● **PROBLEM REQUIREMENTS**
In the entries below, find the lines with the word "SchemaField" and copy them.

● **DATA FOR REVIEW**
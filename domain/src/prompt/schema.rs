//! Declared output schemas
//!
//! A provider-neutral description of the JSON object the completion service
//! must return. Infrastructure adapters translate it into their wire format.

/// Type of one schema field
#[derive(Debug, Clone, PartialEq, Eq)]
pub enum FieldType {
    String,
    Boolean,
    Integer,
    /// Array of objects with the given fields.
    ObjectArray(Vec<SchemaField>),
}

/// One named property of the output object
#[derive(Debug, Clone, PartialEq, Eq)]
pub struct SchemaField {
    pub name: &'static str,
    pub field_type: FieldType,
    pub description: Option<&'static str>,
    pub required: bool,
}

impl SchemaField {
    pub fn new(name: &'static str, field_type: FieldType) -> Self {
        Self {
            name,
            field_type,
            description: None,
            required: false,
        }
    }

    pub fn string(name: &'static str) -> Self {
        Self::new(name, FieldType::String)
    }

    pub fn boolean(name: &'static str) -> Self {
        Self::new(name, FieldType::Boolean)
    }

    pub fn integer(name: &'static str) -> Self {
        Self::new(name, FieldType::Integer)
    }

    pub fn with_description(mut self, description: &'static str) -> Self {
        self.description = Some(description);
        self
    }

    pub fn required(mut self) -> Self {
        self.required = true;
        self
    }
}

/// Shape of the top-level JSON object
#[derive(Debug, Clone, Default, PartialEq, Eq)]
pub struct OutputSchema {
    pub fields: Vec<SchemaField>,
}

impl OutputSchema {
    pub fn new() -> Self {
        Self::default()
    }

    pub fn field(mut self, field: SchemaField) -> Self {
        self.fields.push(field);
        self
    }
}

---

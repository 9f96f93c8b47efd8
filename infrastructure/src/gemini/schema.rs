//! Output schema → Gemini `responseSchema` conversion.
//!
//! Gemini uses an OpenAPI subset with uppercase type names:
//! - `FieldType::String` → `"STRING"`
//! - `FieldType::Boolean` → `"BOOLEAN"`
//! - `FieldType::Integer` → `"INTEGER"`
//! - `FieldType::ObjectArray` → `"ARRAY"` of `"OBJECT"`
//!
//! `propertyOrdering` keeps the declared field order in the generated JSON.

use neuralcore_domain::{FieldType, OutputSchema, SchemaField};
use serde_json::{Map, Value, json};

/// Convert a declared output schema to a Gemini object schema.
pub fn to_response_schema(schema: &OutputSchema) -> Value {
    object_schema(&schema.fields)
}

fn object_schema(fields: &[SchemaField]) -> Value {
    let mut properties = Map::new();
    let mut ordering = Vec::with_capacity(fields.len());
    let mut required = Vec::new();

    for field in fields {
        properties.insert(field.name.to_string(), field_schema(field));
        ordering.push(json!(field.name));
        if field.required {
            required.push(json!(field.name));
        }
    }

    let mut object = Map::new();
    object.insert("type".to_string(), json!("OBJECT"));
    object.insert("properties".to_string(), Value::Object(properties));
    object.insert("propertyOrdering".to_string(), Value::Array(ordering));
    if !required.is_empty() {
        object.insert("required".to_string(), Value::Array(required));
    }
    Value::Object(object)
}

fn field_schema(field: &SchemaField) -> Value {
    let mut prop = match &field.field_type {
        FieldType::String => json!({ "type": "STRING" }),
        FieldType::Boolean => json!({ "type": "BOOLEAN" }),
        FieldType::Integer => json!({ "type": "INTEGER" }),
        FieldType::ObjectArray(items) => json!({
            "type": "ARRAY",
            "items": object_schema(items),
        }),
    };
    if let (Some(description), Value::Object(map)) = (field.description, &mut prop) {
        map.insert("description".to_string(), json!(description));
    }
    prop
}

...

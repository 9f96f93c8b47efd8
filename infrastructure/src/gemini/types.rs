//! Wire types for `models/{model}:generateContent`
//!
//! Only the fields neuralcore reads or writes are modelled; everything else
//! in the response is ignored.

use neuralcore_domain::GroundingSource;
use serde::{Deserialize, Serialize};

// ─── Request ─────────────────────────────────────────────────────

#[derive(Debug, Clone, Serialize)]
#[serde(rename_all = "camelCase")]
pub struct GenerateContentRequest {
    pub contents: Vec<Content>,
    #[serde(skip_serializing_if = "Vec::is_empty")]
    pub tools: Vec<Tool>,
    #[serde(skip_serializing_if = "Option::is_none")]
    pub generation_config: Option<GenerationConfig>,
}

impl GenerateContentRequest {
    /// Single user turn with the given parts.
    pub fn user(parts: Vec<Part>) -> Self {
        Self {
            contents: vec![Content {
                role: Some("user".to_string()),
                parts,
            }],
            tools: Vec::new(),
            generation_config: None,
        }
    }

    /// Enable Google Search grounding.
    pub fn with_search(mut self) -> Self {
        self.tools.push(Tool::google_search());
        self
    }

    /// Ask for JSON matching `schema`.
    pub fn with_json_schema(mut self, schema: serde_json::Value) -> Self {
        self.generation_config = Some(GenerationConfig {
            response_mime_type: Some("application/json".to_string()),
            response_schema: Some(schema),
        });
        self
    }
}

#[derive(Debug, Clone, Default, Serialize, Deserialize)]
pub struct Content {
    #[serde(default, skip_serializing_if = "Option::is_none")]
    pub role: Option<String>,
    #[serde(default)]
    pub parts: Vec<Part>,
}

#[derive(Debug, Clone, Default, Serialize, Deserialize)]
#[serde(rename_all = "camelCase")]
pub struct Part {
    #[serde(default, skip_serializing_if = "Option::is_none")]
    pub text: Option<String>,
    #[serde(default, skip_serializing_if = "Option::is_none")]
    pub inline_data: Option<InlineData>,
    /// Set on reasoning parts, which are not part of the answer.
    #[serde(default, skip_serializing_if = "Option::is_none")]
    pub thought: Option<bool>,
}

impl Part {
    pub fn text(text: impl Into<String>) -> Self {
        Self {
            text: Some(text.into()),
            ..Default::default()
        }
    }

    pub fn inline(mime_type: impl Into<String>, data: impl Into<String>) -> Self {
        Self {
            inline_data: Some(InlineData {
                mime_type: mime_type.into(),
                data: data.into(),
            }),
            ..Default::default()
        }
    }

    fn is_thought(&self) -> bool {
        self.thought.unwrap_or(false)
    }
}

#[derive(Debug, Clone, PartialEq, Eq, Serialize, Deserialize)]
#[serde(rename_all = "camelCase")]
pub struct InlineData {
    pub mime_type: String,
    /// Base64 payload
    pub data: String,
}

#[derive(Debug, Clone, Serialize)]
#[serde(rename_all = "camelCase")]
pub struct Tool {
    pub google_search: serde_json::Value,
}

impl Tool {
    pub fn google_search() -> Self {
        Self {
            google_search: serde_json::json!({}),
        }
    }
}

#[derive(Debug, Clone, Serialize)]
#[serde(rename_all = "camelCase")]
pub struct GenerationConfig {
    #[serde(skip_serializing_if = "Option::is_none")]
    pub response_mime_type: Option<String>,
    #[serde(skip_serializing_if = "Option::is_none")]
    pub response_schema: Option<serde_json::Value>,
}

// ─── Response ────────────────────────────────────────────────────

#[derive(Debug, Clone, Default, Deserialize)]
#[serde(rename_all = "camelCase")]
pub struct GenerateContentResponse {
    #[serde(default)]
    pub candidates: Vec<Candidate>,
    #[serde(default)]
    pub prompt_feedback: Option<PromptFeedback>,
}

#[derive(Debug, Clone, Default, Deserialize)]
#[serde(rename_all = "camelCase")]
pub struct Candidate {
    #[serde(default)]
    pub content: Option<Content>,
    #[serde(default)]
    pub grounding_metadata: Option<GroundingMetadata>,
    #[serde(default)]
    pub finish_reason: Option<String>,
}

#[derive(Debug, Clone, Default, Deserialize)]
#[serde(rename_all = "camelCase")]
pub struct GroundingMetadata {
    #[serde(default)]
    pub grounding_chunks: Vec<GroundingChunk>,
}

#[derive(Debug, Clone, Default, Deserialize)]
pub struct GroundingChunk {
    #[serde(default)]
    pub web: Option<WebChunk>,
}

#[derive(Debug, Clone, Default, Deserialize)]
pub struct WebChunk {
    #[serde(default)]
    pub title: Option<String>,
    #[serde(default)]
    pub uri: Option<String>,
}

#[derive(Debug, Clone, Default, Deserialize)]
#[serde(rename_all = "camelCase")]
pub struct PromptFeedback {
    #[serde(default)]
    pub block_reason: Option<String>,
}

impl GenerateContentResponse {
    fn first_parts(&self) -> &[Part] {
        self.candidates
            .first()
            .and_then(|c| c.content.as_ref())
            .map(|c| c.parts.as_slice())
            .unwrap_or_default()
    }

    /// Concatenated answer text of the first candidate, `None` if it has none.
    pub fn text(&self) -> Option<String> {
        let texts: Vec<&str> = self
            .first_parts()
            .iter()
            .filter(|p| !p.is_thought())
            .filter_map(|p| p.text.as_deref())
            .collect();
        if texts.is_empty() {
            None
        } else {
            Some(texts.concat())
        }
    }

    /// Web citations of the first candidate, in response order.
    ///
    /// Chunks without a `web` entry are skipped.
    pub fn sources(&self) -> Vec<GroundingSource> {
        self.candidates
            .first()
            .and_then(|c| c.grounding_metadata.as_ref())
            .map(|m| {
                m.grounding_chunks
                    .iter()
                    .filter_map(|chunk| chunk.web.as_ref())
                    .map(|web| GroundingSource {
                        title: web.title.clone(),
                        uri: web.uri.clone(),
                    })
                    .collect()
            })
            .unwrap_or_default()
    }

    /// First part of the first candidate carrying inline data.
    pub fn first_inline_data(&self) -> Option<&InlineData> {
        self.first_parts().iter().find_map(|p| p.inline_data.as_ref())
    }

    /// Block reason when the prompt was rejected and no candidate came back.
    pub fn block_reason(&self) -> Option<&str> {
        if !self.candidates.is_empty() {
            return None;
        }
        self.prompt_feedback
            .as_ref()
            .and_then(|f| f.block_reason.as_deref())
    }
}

● **EXERCISE RESULT**
    ObjectArray(Vec<SchemaField>),
pub struct SchemaField {
impl SchemaField {
    pub fields: Vec<SchemaField>,
    pub fn field(mut self, field: SchemaField) -> Self {
use neuralcore_domain::{FieldType, OutputSchema, SchemaField};
fn object_schema(fields: &[SchemaField]) -> Value {
fn field_schema(field: &SchemaField) -> Value {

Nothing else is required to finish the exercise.